The Assassination of Gianni Versace: Sleaze, Sin, and Closeted Gay Men

I have watched three episodes of The Assassination of Gianni Versace on Netflix, and I'm not sure how I feel about it.  When the story first broke in July 1997 -- famous fashion designer murdered by male prostitute -- the straight media jumped on it with homophobic glee: "All gay people are violent monsters!  We thought so all along, and this proves it!"  It was just before I moved to New York to start graduate school.  For the next six months, whenever I came out to a straight person, they got all quiet and standoffish and asked if physicians had yet come up with a cure.

So when Bob turned it on Netflix, I almost left the room.  But I stuck around, mostly due to laziness and a desire to see more of Versace's stupendous Villa in Miami Beach.






I hadn't realized that Versace (Edgar Ramirez) was gay, and had a long-term partner, Antonio (Ricky Martin), as well as a sister (Penelope Cruz) who disapproved -- of the match, and of his gayness. "What can you give him?" she yells at Antonio.  "Marriage?  Children?  A family?  Nothing!"

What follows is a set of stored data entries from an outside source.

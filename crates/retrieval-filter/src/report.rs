use std::collections::HashMap;
use std::fmt;
use std::time::Duration;

use scoped_rag_core_types::{Chunk, FailureKind};
use serde::Serialize;

/// Why a candidate was dropped. Operator-facing only.
#[derive(Clone, Copy, Debug, PartialEq, Eq, Hash, Serialize)]
#[serde(tag = "reason", content = "kind", rename_all = "snake_case")]
pub enum ExclusionReason {
    Denied,
    Failed(FailureKind),
    ResourceNotFound,
    DeadlineExceeded,
}

impl ExclusionReason {
    pub fn as_str(&self) -> &'static str {
        match self {
            ExclusionReason::Denied => "denied",
            ExclusionReason::Failed(_) => "failed",
            ExclusionReason::ResourceNotFound => "resource_not_found",
            ExclusionReason::DeadlineExceeded => "deadline_exceeded",
        }
    }
}

impl fmt::Display for ExclusionReason {
    fn fmt(&self, f: &mut fmt::Formatter<'_>) -> fmt::Result {
        match self {
            ExclusionReason::Failed(kind) => write!(f, "failed:{kind}"),
            other => f.write_str(other.as_str()),
        }
    }
}

/// Counts for one `filter` call, in chunks unless noted.
#[derive(Clone, Debug, Default, PartialEq, Eq, Serialize)]
pub struct FilterReport {
    pub candidates: usize,
    /// Distinct resources among resolvable candidates.
    pub distinct_resources: usize,
    pub allowed: usize,
    pub denied: usize,
    pub not_found: usize,
    pub deadline_exceeded: usize,
    pub failed: HashMap<FailureKind, usize>,
    #[serde(skip)]
    pub elapsed: Duration,
}

impl FilterReport {
    pub(crate) fn new(candidates: usize) -> Self {
        Self {
            candidates,
            ..Self::default()
        }
    }

    pub(crate) fn record(&mut self, reason: ExclusionReason) {
        match reason {
            ExclusionReason::Denied => self.denied += 1,
            ExclusionReason::ResourceNotFound => self.not_found += 1,
            ExclusionReason::DeadlineExceeded => self.deadline_exceeded += 1,
            ExclusionReason::Failed(kind) => *self.failed.entry(kind).or_default() += 1,
        }
    }

    pub fn excluded(&self) -> usize {
        self.candidates - self.allowed
    }

    pub fn failed_total(&self) -> usize {
        self.failed.values().sum()
    }

    /// True when the result may be smaller than the subject's real access
    /// because the decision service failed or the deadline hit.
    pub fn is_degraded(&self) -> bool {
        self.failed_total() > 0 || self.deadline_exceeded > 0
    }
}

/// Allowed chunks plus the operator report.
#[derive(Clone, Debug)]
pub struct Filtered {
    pub chunks: Vec<Chunk>,
    pub report: FilterReport,
}
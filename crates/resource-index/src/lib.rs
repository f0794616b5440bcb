//! Resolves the resource (source file) each retrievable chunk came from.
//!
//! Lookups are pure reads. A chunk whose resource has been removed since
//! indexing resolves to [`IndexError::NotFound`], which callers treat the
//! same as a deny.

pub mod manifest;

pub use manifest::{
    load_manifest_from_path, parse_manifest_str, IndexManifest, ManifestEntry,
};

use std::collections::HashSet;

use dashmap::{DashMap, DashSet};
use scoped_rag_core_types::{Chunk, ChunkId, ResourceId};
use thiserror::Error;
use tracing::debug;

#[derive(Debug, Error, Clone, PartialEq, Eq)]
pub enum IndexError {
    #[error("no resource backs chunk {0}")]
    NotFound(ChunkId),
    #[error("invalid manifest: {0}")]
    Manifest(String),
    #[error("io error: {0}")]
    Io(String),
}

pub trait ResourceIndex: Send + Sync {
    fn resource_of(&self, chunk: &Chunk) -> Result<ResourceId, IndexError>;
}

/// Chunk-to-resource table populated by ingestion.
#[derive(Default)]
pub struct ManifestResourceIndex {
    chunks: DashMap<ChunkId, ResourceId>,
    removed: DashSet<ResourceId>,
}

impl ManifestResourceIndex {
    pub fn new() -> Self {
        Self::default()
    }

    pub fn from_manifest(manifest: IndexManifest) -> Result<Self, IndexError> {
        let index = Self::new();
        for entry in manifest.chunks {
            if entry.chunk.is_blank() || entry.resource.is_blank() {
                return Err(IndexError::Manifest(
                    "entries need a non-empty chunk and resource".into(),
                ));
            }
            index.insert(entry.chunk, entry.resource);
        }
        for resource in manifest.removed {
            index.remove_resource(&resource);
        }
        Ok(index)
    }

    pub fn insert(&self, chunk: ChunkId, resource: ResourceId) {
        self.removed.remove(&resource);
        self.chunks.insert(chunk, resource);
    }

    /// Retires a resource; every chunk it backed stops resolving.
    pub fn remove_resource(&self, resource: &ResourceId) {
        self.chunks.retain(|_, backing| *backing != *resource);
        self.removed.insert(resource.clone());
    }

    pub fn chunk_count(&self) -> usize {
        self.chunks.len()
    }

    pub fn resource_count(&self) -> usize {
        self.chunks
            .iter()
            .map(|entry| entry.value().clone())
            .collect::<HashSet<_>>()
            .len()
    }

    pub fn removed_count(&self) -> usize {
        self.removed.len()
    }
}

impl ResourceIndex for ManifestResourceIndex {
    fn resource_of(&self, chunk: &Chunk) -> Result<ResourceId, IndexError> {
        let resource = self
            .chunks
            .get(&chunk.id)
            .map(|entry| entry.value().clone())
            .ok_or_else(|| IndexError::NotFound(chunk.id.clone()))?;
        if self.removed.contains(&resource) {
            debug!(
                target = "resource-index",
                chunk = %chunk.id,
                resource = %resource,
                "chunk resolves to a removed resource"
            );
            return Err(IndexError::NotFound(chunk.id.clone()));
        }
        Ok(resource)
    }
}

pub const DEFAULT_METADATA_KEY: &str = "id";

/// Reads the resource id that ingestion stored in chunk metadata.
#[derive(Clone, Debug)]
pub struct MetadataResourceIndex {
    key: String,
}

impl MetadataResourceIndex {
    pub fn new(key: impl Into<String>) -> Self {
        Self { key: key.into() }
    }
}

impl Default for MetadataResourceIndex {
    fn default() -> Self {
        Self::new(DEFAULT_METADATA_KEY)
    }
}

impl ResourceIndex for MetadataResourceIndex {
    fn resource_of(&self, chunk: &Chunk) -> Result<ResourceId, IndexError> {
        chunk
            .metadata
            .get(&self.key)
            .and_then(|raw| ResourceId::new(raw.clone()).ok())
            .ok_or_else(|| IndexError::NotFound(chunk.id.clone()))
    }
}

#[cfg(test)]
mod tests {
    use super::*;

    fn chunk(id: &str) -> Chunk {
        Chunk::new(ChunkId::new(id).unwrap(), 1, "text")
    }

    fn rid(id: &str) -> ResourceId {
        ResourceId::new(id).unwrap()
    }

    #[test]
    fn resolves_inserted_chunks() {
        let index = ManifestResourceIndex::new();
        index.insert(ChunkId::new("c1").unwrap(), rid("fileA"));
        index.insert(ChunkId::new("c2").unwrap(), rid("fileA"));
        assert_eq!(index.resource_of(&chunk("c1")), Ok(rid("fileA")));
        assert_eq!(index.resource_count(), 1);
        assert_eq!(
            index.resource_of(&chunk("c3")),
            Err(IndexError::NotFound(ChunkId::new("c3").unwrap()))
        );
    }

    #[test]
    fn removed_resources_stop_resolving() {
        let index = ManifestResourceIndex::new();
        index.insert(ChunkId::new("c1").unwrap(), rid("fileA"));
        index.insert(ChunkId::new("c2").unwrap(), rid("fileB"));
        index.remove_resource(&rid("fileA"));
        assert!(matches!(
            index.resource_of(&chunk("c1")),
            Err(IndexError::NotFound(_))
        ));
        assert_eq!(index.resource_of(&chunk("c2")), Ok(rid("fileB")));
        assert_eq!(index.removed_count(), 1);
    }

    #[test]
    fn metadata_index_reads_configured_key() {
        let index = MetadataResourceIndex::default();
        let with_id = chunk("c1").with_metadata("id", "fileA");
        let blank = chunk("c2").with_metadata("id", " ");
        assert_eq!(index.resource_of(&with_id), Ok(rid("fileA")));
        assert!(index.resource_of(&blank).is_err());
        assert!(index.resource_of(&chunk("c3")).is_err());

        let by_source = MetadataResourceIndex::new("file_id");
        let tagged = chunk("c4").with_metadata("file_id", "fileZ");
        assert_eq!(by_source.resource_of(&tagged), Ok(rid("fileZ")));
    }
}
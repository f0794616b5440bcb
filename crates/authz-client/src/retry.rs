use std::time::Duration;

use rand::Rng;

use crate::policy::{BackoffCfg, RetryPolicy};

/// Tracks attempts of one logical request and hands out backoff delays.
pub struct RetryState {
    attempts: u32,
}

impl RetryState {
    pub fn new() -> Self {
        Self { attempts: 0 }
    }

    /// Retries issued so far.
    pub fn retries(&self) -> u32 {
        self.attempts
    }

    /// Delay before the next attempt, or `None` once `max_attempts` is spent.
    pub fn next_delay(&mut self, policy: &RetryPolicy, backoff: &BackoffCfg) -> Option<Duration> {
        if !policy.enabled {
            return None;
        }
        if self.attempts + 1 >= policy.max_attempts {
            return None;
        }
        self.attempts += 1;

        let power = (self.attempts - 1) as i32;
        let multiplier = backoff.multiplier as f64;
        let mut secs = backoff.base_delay.as_secs_f64() * multiplier.powi(power);
        if secs <= 0.0 {
            secs = backoff.base_delay.as_secs_f64();
        }
        let max_secs = backoff.max_delay.as_secs_f64();
        if max_secs > 0.0 && secs > max_secs {
            secs = max_secs;
        }
        let mut delay = Duration::from_secs_f64(secs);
        if backoff.jitter {
            let millis = delay.as_millis().max(1) as u64;
            let jitter = rand::thread_rng().gen_range(0..millis);
            delay = Duration::from_millis(jitter);
        }
        Some(delay)
    }
}

/// Longest time one logical request can take: every attempt running into
/// `request_timeout` plus each backoff delay at its unjittered length.
pub fn worst_case_duration(
    policy: &RetryPolicy,
    backoff: &BackoffCfg,
    request_timeout: Duration,
) -> Duration {
    let unjittered = BackoffCfg {
        jitter: false,
        ..backoff.clone()
    };
    let mut state = RetryState::new();
    let mut sleeping = Duration::ZERO;
    while let Some(delay) = state.next_delay(policy, &unjittered) {
        sleeping += delay;
    }
    request_timeout * (state.retries() + 1) + sleeping
}

impl Default for RetryState {
    fn default() -> Self {
        Self::new()
    }
}
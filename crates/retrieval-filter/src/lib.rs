//! Identity-scoped retrieval filter.
//!
//! Sits between similarity search and answer generation. Given a session
//! (subject plus its decision cache) and ranked candidate chunks, it
//! resolves each chunk's resource, authorizes every distinct resource once,
//! and returns the allowed chunks in their original order. Anything short
//! of an explicit allow excludes the chunk, and exclusions are reported only
//! through tracing, the audit channel and [`FilterReport`].

pub mod audit;
pub mod errors;
pub mod filter;
pub mod metrics;
pub mod policy;
pub mod report;
pub mod session;

pub use audit::FilterAuditEvent;
pub use errors::FilterError;
pub use filter::RetrievalFilter;
pub use policy::FilterPolicy;
pub use report::{ExclusionReason, FilterReport, Filtered};
pub use session::FilterSession;
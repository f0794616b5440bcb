pub mod ask;
pub mod commands;
pub mod context;
pub mod dispatch;
pub mod env;
pub mod filter;
pub mod index;
pub mod info;
pub mod output;
pub mod runtime;
pub mod sync;
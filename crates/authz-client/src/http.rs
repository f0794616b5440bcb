//! HTTP adapter for the remote decision service.
//!
//! Wire contract: `POST {endpoint}/v1/check` and `POST {endpoint}/v1/tuple/create`
//! with a bearer token. Responses carry a `status` string and an optional
//! `result` object. Transport failures, 408, 429 and 5xx are transient and
//! retried with exponential backoff; malformed bodies and other statuses
//! are surfaced immediately.

use std::time::Duration;

use async_trait::async_trait;
use reqwest::StatusCode;
use scoped_rag_core_types::{Action, ResourceId, Subject, Verdict};
use serde::de::DeserializeOwned;
use serde::{Deserialize, Serialize};
use tokio::time::sleep;
use tracing::{debug, warn};
use url::Url;

use crate::errors::AuthzError;
use crate::policy::{BackoffCfg, RetryPolicy};
use crate::retry::RetryState;
use crate::secret::SecretString;
use crate::tuples::{EntityRef, Tuple};
use crate::{validate_request, AuthorizationClient, TupleWriter};

pub const DEFAULT_DOMAIN: &str = "aws.us.pangea.cloud";
/// Per-attempt budget; several attempts must fit inside one filter check.
pub const DEFAULT_REQUEST_TIMEOUT: Duration = Duration::from_secs(1);
const CHECK_PATH: &str = "v1/check";
const TUPLE_CREATE_PATH: &str = "v1/tuple/create";
const STATUS_SUCCESS: &str = "Success";
const MAX_ERROR_BODY: usize = 256;

#[derive(Serialize)]
struct CheckRequest<'a> {
    subject: EntityRef,
    action: &'a str,
    resource: EntityRef,
}

#[derive(Serialize)]
struct TupleCreateRequest<'a> {
    tuples: &'a [Tuple],
}

#[derive(Deserialize)]
struct Envelope<T> {
    status: String,
    #[serde(default)]
    summary: Option<String>,
    result: Option<T>,
}

#[derive(Deserialize)]
struct CheckResult {
    allowed: bool,
}

pub struct HttpAuthorizationClient {
    client: reqwest::Client,
    endpoint: Url,
    token: SecretString,
    subject_type: String,
    resource_type: String,
    retry: RetryPolicy,
    backoff: BackoffCfg,
}

impl HttpAuthorizationClient {
    pub fn builder() -> HttpClientBuilder {
        HttpClientBuilder::default()
    }

    pub fn endpoint(&self) -> &Url {
        &self.endpoint
    }

    async fn post<B, T>(&self, path: &str, body: &B) -> Result<Envelope<T>, AuthzError>
    where
        B: Serialize + ?Sized,
        T: DeserializeOwned,
    {
        let url = self
            .endpoint
            .join(path)
            .map_err(|err| AuthzError::InvalidRequest(format!("invalid path {path}: {err}")))?;
        let mut retry_state = RetryState::new();

        let raw = loop {
            match self.send_once(&url, body).await {
                Ok(raw) => break raw,
                Err(err) if err.is_transient() => {
                    let Some(delay) = retry_state.next_delay(&self.retry, &self.backoff) else {
                        warn!(
                            target = "authz-client",
                            %url,
                            retries = retry_state.retries(),
                            "giving up on authorization request: {err}"
                        );
                        return Err(err);
                    };
                    debug!(
                        target = "authz-client",
                        %url,
                        ?delay,
                        "transient authorization failure, retrying: {err}"
                    );
                    sleep(delay).await;
                }
                Err(err) => return Err(err),
            }
        };

        let envelope: Envelope<T> = serde_json::from_str(&raw)
            .map_err(|err| AuthzError::MalformedDecision(format!("undecodable response: {err}")))?;
        if envelope.status != STATUS_SUCCESS {
            return Err(AuthzError::Rejected {
                status: StatusCode::OK.as_u16(),
                message: envelope
                    .summary
                    .clone()
                    .unwrap_or_else(|| envelope.status.clone()),
            });
        }
        Ok(envelope)
    }

    async fn send_once<B>(&self, url: &Url, body: &B) -> Result<String, AuthzError>
    where
        B: Serialize + ?Sized,
    {
        let response = self
            .client
            .post(url.clone())
            .bearer_auth(self.token.expose())
            .json(body)
            .send()
            .await
            .map_err(|err| AuthzError::ServiceUnavailable(format!("request error: {err}")))?;

        let status = response.status();
        let text = response
            .text()
            .await
            .map_err(|err| AuthzError::ServiceUnavailable(format!("response body error: {err}")))?;

        if status.is_success() {
            return Ok(text);
        }
        if is_transient_status(status) {
            return Err(AuthzError::ServiceUnavailable(format!(
                "upstream returned status {status}"
            )));
        }
        Err(AuthzError::Rejected {
            status: status.as_u16(),
            message: truncate(&text, MAX_ERROR_BODY),
        })
    }
}

fn is_transient_status(status: StatusCode) -> bool {
    status.is_server_error()
        || status == StatusCode::REQUEST_TIMEOUT
        || status == StatusCode::TOO_MANY_REQUESTS
}

fn truncate(raw: &str, limit: usize) -> String {
    match raw.char_indices().nth(limit) {
        Some((idx, _)) => format!("{}...", &raw[..idx]),
        None => raw.to_string(),
    }
}

#[async_trait]
impl AuthorizationClient for HttpAuthorizationClient {
    async fn check(
        &self,
        subject: &Subject,
        action: Action,
        resource: &ResourceId,
    ) -> Result<Verdict, AuthzError> {
        validate_request(subject, resource)?;
        let request = CheckRequest {
            subject: EntityRef {
                kind: self.subject_type.clone(),
                id: subject.as_str().to_string(),
            },
            action: action.as_str(),
            resource: EntityRef {
                kind: self.resource_type.clone(),
                id: resource.as_str().to_string(),
            },
        };
        let envelope: Envelope<CheckResult> = self.post(CHECK_PATH, &request).await?;
        let result = envelope
            .result
            .ok_or_else(|| AuthzError::MalformedDecision("response has no result".into()))?;
        Ok(if result.allowed {
            Verdict::Allow
        } else {
            Verdict::Deny
        })
    }
}

#[async_trait]
impl TupleWriter for HttpAuthorizationClient {
    async fn create_tuples(&self, tuples: &[Tuple]) -> Result<(), AuthzError> {
        if tuples.is_empty() {
            return Ok(());
        }
        let request = TupleCreateRequest { tuples };
        let _: Envelope<serde_json::Value> = self.post(TUPLE_CREATE_PATH, &request).await?;
        Ok(())
    }
}

pub struct HttpClientBuilder {
    endpoint: Option<Url>,
    domain: String,
    token: SecretString,
    subject_type: String,
    resource_type: String,
    request_timeout: Duration,
    retry: RetryPolicy,
    backoff: BackoffCfg,
}

impl Default for HttpClientBuilder {
    fn default() -> Self {
        Self {
            endpoint: None,
            domain: DEFAULT_DOMAIN.to_string(),
            token: SecretString::default(),
            subject_type: "user".to_string(),
            resource_type: "file".to_string(),
            request_timeout: DEFAULT_REQUEST_TIMEOUT,
            retry: RetryPolicy::default(),
            backoff: BackoffCfg::default(),
        }
    }
}

impl HttpClientBuilder {
    pub fn with_endpoint(mut self, endpoint: Url) -> Self {
        self.endpoint = Some(endpoint);
        self
    }

    /// Derives `https://authz.{domain}` when no explicit endpoint is set.
    pub fn with_domain(mut self, domain: impl Into<String>) -> Self {
        self.domain = domain.into();
        self
    }

    pub fn with_token(mut self, token: SecretString) -> Self {
        self.token = token;
        self
    }

    pub fn with_entity_types(
        mut self,
        subject_type: impl Into<String>,
        resource_type: impl Into<String>,
    ) -> Self {
        self.subject_type = subject_type.into();
        self.resource_type = resource_type.into();
        self
    }

    pub fn with_request_timeout(mut self, timeout: Duration) -> Self {
        self.request_timeout = timeout;
        self
    }

    pub fn with_retry(mut self, retry: RetryPolicy, backoff: BackoffCfg) -> Self {
        self.retry = retry;
        self.backoff = backoff;
        self
    }

    pub fn build(self) -> Result<HttpAuthorizationClient, AuthzError> {
        if self.token.is_empty() {
            return Err(AuthzError::InvalidRequest(
                "authorization service token is not configured".into(),
            ));
        }
        let endpoint = match self.endpoint {
            Some(endpoint) => endpoint,
            None => Url::parse(&format!("https://authz.{}", self.domain)).map_err(|err| {
                AuthzError::InvalidRequest(format!("invalid domain {}: {err}", self.domain))
            })?,
        };
        let endpoint = with_trailing_slash(endpoint);
        let client = reqwest::Client::builder()
            .use_rustls_tls()
            .connect_timeout(self.request_timeout)
            .timeout(self.request_timeout)
            .build()
            .map_err(|err| {
                AuthzError::InvalidRequest(format!("failed to build http client: {err}"))
            })?;
        Ok(HttpAuthorizationClient {
            client,
            endpoint,
            token: self.token,
            subject_type: self.subject_type,
            resource_type: self.resource_type,
            retry: self.retry,
            backoff: self.backoff,
        })
    }
}

// `Url::join` replaces the last segment unless the base ends with '/'.
fn with_trailing_slash(mut url: Url) -> Url {
    if !url.path().ends_with('/') {
        let path = format!("{}/", url.path());
        url.set_path(&path);
    }
    url
}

I had realized that the police, and soon the FBI, were extremely homophobic.  They refuse to put up fliers.  They call the victims "homosexuals."  They treat Antonio with utter contempt, refusing to distinguish between a permanent partner and a paid rent boy -- both have sex with men, and are therefore reprehensible.  .

The story is not told in chronological order, so after three episodes we don't know why Andrew Cunanan (Darren Criss) killed Versace.  I guess no one knows in real life -- the family insistes that Versace never met the man.

We know that Andrew is a glib sociopath who spins intricate, barely believable stories ("my father was Emelda Marcos' personal pilot in the Philippines, and he also exports pineapples"), and changes personalities with the ease of a chameleon adapting to a new environment.  We know that by the time he gets around to Versace, he's already killed four people (only the last two depicted in the episodes I watched):

1. His best friend Jeff (Finn Wittrock, left)

2. His lover David (Cody Fern).

3. Lee Miglin (Mike Farrell), a famous architect who has hired him (frequently?) as a rentboy in the past.  Lee is gay but closeted; everything he has accomplished in life  is the result of lying about his sexual identity, playing the "perfect heterosexual husband and father."  Maybe that's why Andrew kills him?  Because open gay men are barred from the American Dream, unable to become rich, powerful, successful, unless they design women's dresses.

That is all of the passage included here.